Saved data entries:
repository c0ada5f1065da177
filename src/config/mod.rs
pub mod config;
use anyhow::Error;
use serde::{Deserialize, Serialize};
use tracing::{debug, warn};

use crate::config::config::PipelineConfig;
use crate::errors::HgrError;
use crate::helper::hand_helper::{normalize_landmarks, normalize_point_history};
use crate::modules::dataset_logger::DatasetLogger;
use crate::modules::keypoint_classifier::KeypointClassifier;
use crate::modules::point_history_classifier::PointHistoryClassifier;
use crate::utils::coordinate::{Coordinate2D, FrameObservation, Handedness, LandmarkSet};
use crate::utils::history::HistoryBuffer;
use crate::utils::voting::most_common;

/// "No point this frame" sentinel pushed into the point history.
const NO_POINT: Coordinate2D = Coordinate2D::new(0, 0);

/// Dataset-logging mode. `Idle` disables the side channel; the other two
/// select which feature stream gets appended. Sticky across frames until a
/// control event changes it.
#[derive(Debug, Clone, Copy, PartialEq, Eq, Serialize, Deserialize)]
pub enum Mode {
    Idle,
    LogKeypoint,
    LogTrajectory,
}

/// Discrete control input selecting the logging mode or the pending label.
/// The event source (keyboard, external command) is up to the host.
#[derive(Debug, Clone, Copy, PartialEq, Eq)]
pub enum ControlEvent {
    SelectIdle,
    SelectLogKeypoint,
    SelectLogTrajectory,
    SelectLabel(u8),
}

impl ControlEvent {
    /// from_key maps the reference key bindings onto control events:
    /// `n`/`k`/`h` select the mode, digits `0`-`9` select the label.
    pub fn from_key(key: u8) -> Option<ControlEvent> {
        match key {
            b'0'..=b'9' => Some(ControlEvent::SelectLabel(key - b'0')),
            b'n' => Some(ControlEvent::SelectIdle),
            b'k' => Some(ControlEvent::SelectLogKeypoint),
            b'h' => Some(ControlEvent::SelectLogTrajectory),
            _ => None,
        }
    }
}

/// Per-frame output of the pipeline. `hand_sign_id` names the static hand
/// pose, `finger_gesture_id` the vote-stabilized motion class. Both carry
/// the no-hand sentinel when the frame had no usable hand.
#[derive(Debug, Clone, Copy, PartialEq, Eq, Serialize, Deserialize)]
pub struct FrameDecision {
    pub hand_sign_id: i32,
    pub finger_gesture_id: i32,
    pub handedness: Option<Handedness>,
}

/// Per-frame gesture recognition driver.
///
/// Owns both history buffers and the mode/label state; `advance` is the
/// single entry point and takes `&mut self`, so the single-writer contract
/// is enforced by the borrow checker. Hosts delivering frames from several
/// threads must serialize calls externally, `advance` is not reentrant.
pub struct HgrPipeline {
    keypoint_classifier: KeypointClassifier,
    point_history_classifier: PointHistoryClassifier,
    dataset_logger: Option<DatasetLogger>,
    point_history: HistoryBuffer<Coordinate2D>,
    finger_gesture_history: HistoryBuffer<i32>,
    history_length: usize,
    pointing_class_id: i32,
    no_hand_id: i32,
    neutral_gesture_id: i32,
    mode: Mode,
    pending_label: Option<u8>,
}

impl HgrPipeline {
    /// new initializes new instance of the pipeline.
    ///
    /// # Arguments
    /// * `config` - history length, class-id configuration
    /// * `keypoint_classifier` - static hand-pose classifier
    /// * `point_history_classifier` - dynamic trajectory classifier
    /// * `dataset_logger` - optional CSV side channel for training samples
    pub fn new(
        config: PipelineConfig,
        keypoint_classifier: KeypointClassifier,
        point_history_classifier: PointHistoryClassifier,
        dataset_logger: Option<DatasetLogger>,
    ) -> Self {
        HgrPipeline {
            keypoint_classifier,
            point_history_classifier,
            dataset_logger,
            point_history: HistoryBuffer::new(config.history_length),
            finger_gesture_history: HistoryBuffer::new(config.history_length),
            history_length: config.history_length,
            pointing_class_id: config.pointing_class_id,
            no_hand_id: config.no_hand_id,
            neutral_gesture_id: config.neutral_gesture_id,
            mode: Mode::Idle,
            pending_label: None,
        }
    }

    pub fn mode(&self) -> Mode {
        self.mode
    }

    /// Currently buffered fingertip trajectory, oldest to newest.
    pub fn point_history(&self) -> Vec<Coordinate2D> {
        self.point_history.snapshot()
    }

    /// handle_control applies a mode/label control event. The mode persists
    /// across frames; the label is consumed by the next `advance`.
    pub fn handle_control(&mut self, event: ControlEvent) {
        match event {
            ControlEvent::SelectIdle => self.mode = Mode::Idle,
            ControlEvent::SelectLogKeypoint => self.mode = Mode::LogKeypoint,
            ControlEvent::SelectLogTrajectory => self.mode = Mode::LogTrajectory,
            ControlEvent::SelectLabel(label) => self.pending_label = Some(label),
        }
    }

    /// advance runs the per-frame state machine over one detector observation.
    ///
    /// No hand: the `(0, 0)` sentinel is pushed into the point history and
    /// both outputs carry the no-hand id. With a hand: the landmark features
    /// drive the static classifier, the fingertip is tracked while the
    /// pointing sign is held, and the dynamic classifier runs only once the
    /// trajectory buffer is full, with its output stabilized by majority
    /// vote over the gesture-id history. A degenerate landmark set (zero
    /// spatial extent) skips classification for this frame only.
    ///
    /// # Arguments
    /// * `frame` - detector output for one frame; only the first hand is used
    ///
    /// # Returns
    /// * `Result<FrameDecision, Error>`
    pub fn advance(&mut self, frame: &FrameObservation) -> Result<FrameDecision, Error> {
        // The label only applies to the frame that follows its key event.
        let label = self.pending_label.take();

        let Some(hand) = frame.hands.first() else {
            self.point_history.push(NO_POINT);
            debug!("no hand detected");
            return Ok(self.no_hand_decision());
        };

        let landmarks = LandmarkSet::from_observation(hand, frame.size)?;

        let landmark_features = match normalize_landmarks(&landmarks) {
            Ok(features) => features,
            Err(HgrError::DegenerateInput) => {
                warn!("degenerate landmark set, skipping classification for this frame");
                self.point_history.push(NO_POINT);
                return Ok(self.no_hand_decision());
            }
            Err(e) => return Err(e.into()),
        };

        let hand_sign_id = self.keypoint_classifier.classify(&landmark_features)?;
        if hand_sign_id == self.pointing_class_id {
            self.point_history.push(landmarks.fingertip());
        } else {
            self.point_history.push(NO_POINT);
        }

        let trajectory = self.point_history.snapshot();
        let trajectory_features = normalize_point_history(&trajectory, frame.size);

        let finger_gesture_id = if trajectory_features.len() == self.history_length * 2 {
            self.point_history_classifier.classify(&trajectory_features)?
        } else {
            self.neutral_gesture_id
        };

        self.finger_gesture_history.push(finger_gesture_id);
        let voted_gesture_id = most_common(&self.finger_gesture_history.snapshot())?;

        if let Some(label) = label {
            self.log_dataset(label, &landmark_features, &trajectory_features)?;
        }

        debug!(hand_sign_id, voted_gesture_id, "frame classified");

        Ok(FrameDecision {
            hand_sign_id,
            finger_gesture_id: voted_gesture_id,
            handedness: Some(hand.handedness),
        })
    }

    fn no_hand_decision(&self) -> FrameDecision {
        FrameDecision {
            hand_sign_id: self.no_hand_id,
            finger_gesture_id: self.no_hand_id,
            handedness: None,
        }
    }

    fn log_dataset(
        &self,
        label: u8,
        landmark_features: &[f32],
        trajectory_features: &[f32],
    ) -> Result<(), Error> {
        let Some(logger) = &self.dataset_logger else {
            return Ok(());
        };
        match self.mode {
            Mode::Idle => Ok(()),
            Mode::LogKeypoint => logger.log_keypoint(label, landmark_features),
            Mode::LogTrajectory => logger.log_point_history(label, trajectory_features),
        }
    }
}
use anyhow::Error;

use crate::modules::inference::{argmax, InferenceModel};

/// Static hand-pose classifier. Maps the 42-float landmark feature vector
/// to a hand-sign class id by argmax over the model's score vector.
pub struct KeypointClassifier {
    model: Box<dyn InferenceModel>,
}

impl KeypointClassifier {
    pub fn new(model: Box<dyn InferenceModel>) -> Self {
        KeypointClassifier { model }
    }

    /// classify returns the hand-sign class for one frame's landmark features.
    ///
    /// # Arguments
    /// * `landmark_features` - normalized feature vector of length 42
    ///
    /// # Returns
    /// * `Result<i32, Error>`
    pub fn classify(&self, landmark_features: &[f32]) -> Result<i32, Error> {
        let scores = self.model.infer(landmark_features)?;
        if scores.is_empty() {
            return Err(Error::msg("keypoint_classifier - model returned an empty score vector"));
        }
        Ok(argmax(&scores) as i32)
    }
}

*INSTRUCTIONS TO FOLLOW*:
If a line above includes the string "advance", pick it out.

*EXERCISE RESPONSE*:
/// Owns both history buffers and the mode/label state; `advance` is the
/// threads must serialize calls externally, `advance` is not reentrant.
    /// across frames; the label is consumed by the next `advance`.
    /// advance runs the per-frame state machine over one detector observation.
    pub fn advance(&mut self, frame: &FrameObservation) -> Result<FrameDecision, Error> {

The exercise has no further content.